Итак, вызов в Москву был ловушкой. После завтрака в ресторане отец сразу же связался с сотрудниками ЦРУ. Побег был назначен на четверг. Следовательно, у отца оставалось всего три дня. Он надеялся, что за такой короткий срок у КГБ не будет времени, чтобы его остановить. Отец обсудил также план побега. Он состоял в следующем. Вечером в четверг мой отец должен был задержаться допоздна на работе в ООН. Затем он ненадолго зайдет домой и, как только моя мама уснет, сможет незаметно уйти. Сотрудники ЦРУ будут ждать его в белом седане, припаркованном на углу Шестьдесят третьей улицы и Третьей авеню. Вокруг дома, где проживал отец в Нью-Йорке, будут выставлены наблюдатели из ФБР и ЦРУ. Если они заметят что-нибудь необычное, малейшие признаки появления агентов КГБ, — сигнальные огни машины начнут мигать. Тогда отцу не следовало подходить к машине. В этом случае он должен был сделать вид, будто вышел прогуляться перед сном, дойти до Третьей авеню, зайти в бар, чтобы позвонить оттуда и условиться о встрече с другой группой сотрудников американских спецслужб, которая должна была помочь ему скрыться.
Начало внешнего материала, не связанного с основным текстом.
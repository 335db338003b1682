use tempfile::NamedTempFile;

use dfs::io::{DiskImage, DiskImageBuilder};
use dfs::{DfsError, FormatOptions, NodeSummary};

fn fresh_image() -> Vec<u8> {
    let options = FormatOptions::default();
    let mut buf = vec![0; options.partition_size as usize];
    options.format(&mut buf).unwrap();
    buf
}

fn entries(buf: &[u8]) -> Vec<NodeSummary> {
    dfs::list(buf)
        .unwrap()
        .collect::<Result<Vec<_>, _>>()
        .unwrap()
}

#[test]
fn default_format_describes_the_whole_buffer() {
    let buf = fresh_image();
    let info = dfs::info(&buf).unwrap();

    assert_eq!((info.version_major, info.version_minor), (0, 3));
    assert_eq!(info.partition_size, 32_768_000);
    assert_eq!(info.granularity, 512);
    assert_eq!(info.granules, 64_000);
    assert!(!info.has_mirror());
    assert!(!info.has_journal());
    assert_eq!(&buf[0..4], b"4DFS");
    // 8000 units of 4096 bytes, little endian at offset 25.
    assert_eq!(&buf[25..27], &8000u16.to_le_bytes());

    let listed = entries(&buf);
    assert_eq!(listed.len(), 1);
    assert_eq!(listed[0].name, "root");
    assert_eq!(listed[0].offset, info.root_offset);
    assert_eq!((listed[0].user_perms, listed[0].group_perms), (0o777, 0o777));
}

#[test]
fn appending_four_kilobytes_takes_ten_granules() {
    let mut buf = fresh_image();
    let free_before = dfs::info(&buf).unwrap().free_granules;

    let content: Vec<u8> = (0..4096u32).map(|i| (i % 256) as u8).collect();
    dfs::append(&mut buf, "a.txt", &content).unwrap();

    // 488 payload bytes per 512 byte granule: 9 fragments plus the entry.
    let free_after = dfs::info(&buf).unwrap().free_granules;
    assert_eq!(free_before - free_after, 10);

    let names: Vec<String> = entries(&buf).into_iter().map(|e| e.name).collect();
    assert_eq!(names, vec!["root", "a.txt"]);
    assert_eq!(entries(&buf)[1].file_size, 4096);
    assert_eq!(dfs::read_file(&buf, "a.txt").unwrap(), content);
}

#[test]
fn whole_fragments_take_exactly_one_granule_each() {
    let mut buf = fresh_image();
    let free_before = dfs::info(&buf).unwrap().free_granules;

    dfs::append(&mut buf, "even.bin", &[0xAB; 488 * 8]).unwrap();

    assert_eq!(free_before - dfs::info(&buf).unwrap().free_granules, 9);
}

#[test]
fn many_appends_list_in_order_and_read_back() {
    let mut buf = fresh_image();
    let files: Vec<(String, Vec<u8>)> = (0..25)
        .map(|i| (format!("file-{:02}", i), vec![i as u8; i * 97]))
        .collect();
    for (name, content) in &files {
        dfs::append(&mut buf, name, content).unwrap();
    }

    let listed = entries(&buf);
    assert_eq!(listed.len(), files.len() + 1);
    assert_eq!(listed[0].name, "root");
    for ((name, content), entry) in files.iter().zip(&listed[1..]) {
        assert_eq!(&entry.name, name);
        assert_eq!(entry.file_size, content.len() as u64);
        assert_eq!(&dfs::read_file(&buf, name).unwrap(), content);
    }
}

#[test]
fn allocations_never_repeat_until_exhausted() {
    let size = 16 * 4096;
    let mut buf = vec![0; size as usize];
    dfs::format(&mut buf, size, 512).unwrap();
    let free = dfs::info(&buf).unwrap().free_granules;

    let mut issued: Vec<u64> = (0..free)
        .map(|_| dfs::allocate_block(&mut buf).unwrap())
        .collect();
    issued.sort_unstable();
    issued.dedup();
    assert_eq!(issued.len() as u64, free);
    assert_eq!(dfs::info(&buf).unwrap().free_granules, 0);

    match dfs::allocate_block(&mut buf) {
        Err(DfsError::AllocatorExhausted) => (),
        other => panic!("unexpected result {:?}", other),
    }
}

#[test]
fn corrupted_fragment_is_reported() {
    let mut buf = fresh_image();
    dfs::append(&mut buf, "a.txt", b"some text").unwrap();
    let first_free = dfs::allocate_block(&mut buf).unwrap();
    // The fragment was allocated right before the granule just handed out.
    let fragment = ((first_free - 1) * 512) as usize;
    buf[fragment + 24] ^= 0xFF;

    assert!(matches!(
        dfs::read_file(&buf, "a.txt"),
        Err(DfsError::ChecksumMismatch { .. })
    ));
}

#[test]
fn unsupported_version_is_rejected() {
    let mut buf = fresh_image();
    buf[4] = 0x10;

    match dfs::list(&buf) {
        Err(DfsError::UnsupportedVersion { major, minor }) => assert_eq!((major, minor), (1, 0)),
        Err(other) => panic!("unexpected error {:?}", other),
        Ok(_) => panic!("listing an unsupported version succeeded"),
    }
}

#[test]
fn truncated_image_is_too_small() {
    let buf = fresh_image();
    assert!(matches!(
        dfs::list(&buf[..1 << 20]),
        Err(DfsError::BufferTooSmall { .. })
    ));
}

#[test]
fn can_format_and_reopen_image_file() {
    let disk = NamedTempFile::new().unwrap();
    let size = 256 * 4096;
    let mut image = DiskImageBuilder::from(disk.reopen().unwrap())
        .with_size(size)
        .build()
        .unwrap();
    dfs::format(image.buffer_mut(), size, 512).unwrap();
    dfs::append(image.buffer_mut(), "hello.txt", b"hello, world").unwrap();
    image.save().unwrap();

    let image = DiskImage::open(disk.path()).unwrap();
    let names: Vec<String> = entries(image.buffer()).into_iter().map(|e| e.name).collect();
    assert_eq!(names, vec!["root", "hello.txt"]);
    assert_eq!(
        dfs::read_file(image.buffer(), "hello.txt").unwrap(),
        b"hello, world".to_vec()
    );
}

#[test]
fn unformatted_image_has_invalid_signature() {
    let disk = NamedTempFile::new().unwrap();
    let image = DiskImageBuilder::from(disk.reopen().unwrap())
        .with_size(4096)
        .build()
        .unwrap();

    assert!(matches!(
        dfs::list(image.buffer()),
        Err(DfsError::InvalidSignature)
    ));
}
Весь план казался моему отцу простым и вполне реальным, но он не решал тех вопросов, которые неизбежно возникли бы в связи с его переходом к американцам: проблемы с семьей, с ООН, его будущего. Американцы разработали пока лишь план побега — их профессионализм и спокойствие вселяли в отца уверенность. Однако ответов на основные вопросы он не находил.

Все дни перед побегом отец занимался на работе показушными приготовлениями к поездке в Москву. Мама с увлечением покупала подарки для родственников и друзей. Она тоже хотела поехать в Москву, но отец сказал ей, что его поездка будет очень недолгой и за ее билет ему придется платить самому. Между тем лето было не за горами и они собирались вместе в отпуск. Отец снял с банковского счета 6 тысяч долларов США, которые он намеревался оставить маме после побега, и положил их в сейф в своем кабинете в ООН. Он также разобрал все свои личные бумаги.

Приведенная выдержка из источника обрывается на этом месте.